Affiliate Disclosure
If you buy through our links, we may get a commission. Read our ethics policy.

Customers' 'Dear Tim' emails have big impact within Apple

Dear Tim email

Customers' personal emails to Apple CEO Tim Cook actually do get read, and are passed around as employee motivation and inspiration for future features — particularly within the Apple Health team.

Even preceding Tim Cook's tenure at Apple, customers have emailed Apple's top brass about their experiences with Apple's products — good or bad. Sometimes, customers even get responses back in emails or personal phone calls.
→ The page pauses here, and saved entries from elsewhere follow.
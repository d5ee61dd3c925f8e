//! Testing utilities and mock implementations of the pipeline collaborators.
//!
//! The mocks share their state behind `Arc`, so a clone handed to the
//! pipeline and the one kept by the test observe the same calls.
//!
//! # Example
//!
//! ```rust,ignore
//! use social_recipes_core::testing::MockCollaborators;
//!
//! let mocks = MockCollaborators::new();
//! mocks.transcriber.hold();
//! let pipeline = ExtractionPipeline::new(config, mocks.collaborators(), publisher, gate);
//! ```

mod mock_exporter;
mod mock_generator;
mod mock_media;

pub use mock_exporter::{MockExporter, RecordedExport};
pub use mock_generator::{MockRecipeGenerator, RecordedGeneration};
pub use mock_media::{MockFetcher, MockImageExtractor, MockTranscriber, MockVisualText};

use std::sync::Arc;

use crate::collaborator::{ExportTarget, RecipeExporter};
use crate::pipeline::Collaborators;

/// One mock per collaborator, with a single Tandoor exporter.
#[derive(Debug, Clone)]
pub struct MockCollaborators {
    pub fetcher: MockFetcher,
    pub transcriber: MockTranscriber,
    pub visual_text: MockVisualText,
    pub images: MockImageExtractor,
    pub generator: MockRecipeGenerator,
    pub exporters: Vec<MockExporter>,
}

impl Default for MockCollaborators {
    fn default() -> Self {
        Self::new()
    }
}

impl MockCollaborators {
    pub fn new() -> Self {
        Self::with_targets(&[ExportTarget::Tandoor])
    }

    pub fn with_targets(targets: &[ExportTarget]) -> Self {
        Self {
            fetcher: MockFetcher::new(),
            transcriber: MockTranscriber::new(),
            visual_text: MockVisualText::new(),
            images: MockImageExtractor::new(),
            generator: MockRecipeGenerator::new(),
            exporters: targets.iter().map(|&t| MockExporter::new(t)).collect(),
        }
    }

    /// The first exporter.
    pub fn exporter(&self) -> &MockExporter {
        &self.exporters[0]
    }

    /// Total export calls across all exporters.
    pub async fn export_count(&self) -> usize {
        let mut total = 0;
        for exporter in &self.exporters {
            total += exporter.export_count().await;
        }
        total
    }

    /// Pipeline collaborators backed by these mocks.
    pub fn collaborators(&self) -> Collaborators {
        Collaborators {
            fetcher: Arc::new(self.fetcher.clone()),
            transcriber: Arc::new(self.transcriber.clone()),
            visual_text: Some(Arc::new(self.visual_text.clone())),
            images: Arc::new(self.images.clone()),
            generator: Arc::new(self.generator.clone()),
            exporters: self
                .exporters
                .iter()
                .map(|e| Arc::new(e.clone()) as Arc<dyn RecipeExporter>)
                .collect(),
        }
    }
}

/// Test fixtures and helper functions.
pub mod fixtures {
    use std::path::PathBuf;

    use serde_json::json;

    use crate::collaborator::{FetchedMedia, ImageCandidates, RecipePayload};

    /// A schema.org recipe with a couple of ingredients and steps.
    pub fn recipe(name: &str) -> RecipePayload {
        json!({
            "@type": "Recipe",
            "name": name,
            "description": format!("{} from a cooking video", name),
            "recipeYield": "2 servings",
            "prepTime": "PT10M",
            "cookTime": "PT20M",
            "recipeIngredient": ["4 eggs", "1 can crushed tomatoes", "1 onion"],
            "recipeInstructions": [
                {"@type": "HowToStep", "text": "Fry the onion"},
                {"@type": "HowToStep", "text": "Add tomatoes and simmer"},
                {"@type": "HowToStep", "text": "Crack in the eggs and cover"}
            ],
            "keywords": "breakfast, eggs"
        })
    }

    /// Downloaded media with the given platform id.
    pub fn fetched_media(media_id: &str) -> FetchedMedia {
        FetchedMedia {
            media_id: media_id.to_string(),
            path: PathBuf::from(format!("/tmp/mock-downloads/{}.mp4", media_id)),
            title: format!("Cooking video {}", media_id),
            description: "Easy recipe #food #cooking".to_string(),
        }
    }

    /// `count` frame paths with the middle one selected.
    pub fn image_candidates(count: usize) -> ImageCandidates {
        ImageCandidates {
            paths: (0..count)
                .map(|i| PathBuf::from(format!("/tmp/mock-frames/frame_{:02}.jpg", i)))
                .collect(),
            best_index: count / 2,
        }
    }
}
Tim Cook reaffirmed Apple's commitment to the Mac mini in one of his responses while everyone awaited the future of the mini line.

These "Dear Tim" emails, as they've recently been dubbed, have a much bigger impact within Apple than most would expect.

With the launch of the Apple Watch, which actually had a profound impact on improving or saving people's lives, these emails have increased in volume as customer's share their stories.

Apple Watch Series 4
Apple Watch Series 4

"It was a new day for Apple when the letters started coming in," noted Julz Arny during Apple's recent American Heart Month event at a San Francisco Apple Store.

CNBC outlines the internal process for these emails which involves a personal assistant whose sole job entails reading these received emails according to sources familiar with the process. Emails that are believed to be especially important are forwarded to Cook for personal attention while others are sent to distribution lists of executives on various teams within Apple.

The emails live on further, after being disseminated down into individual teams and even amongst the rank-and-file as motivation.

After the initial launch of Apple Watch, Apple promoted health and fitness features to be one of the most selling points of the device. Internal sources even partially credit "Dear Tim" emails for the promotion of the health features.

Aside from shaping features, the emails are important for morale, according to CNBC. Between Apple's secrecy and the non-customer-facing positions within Apple, it can be difficult for those like engineers to directly hear or see the results of their work.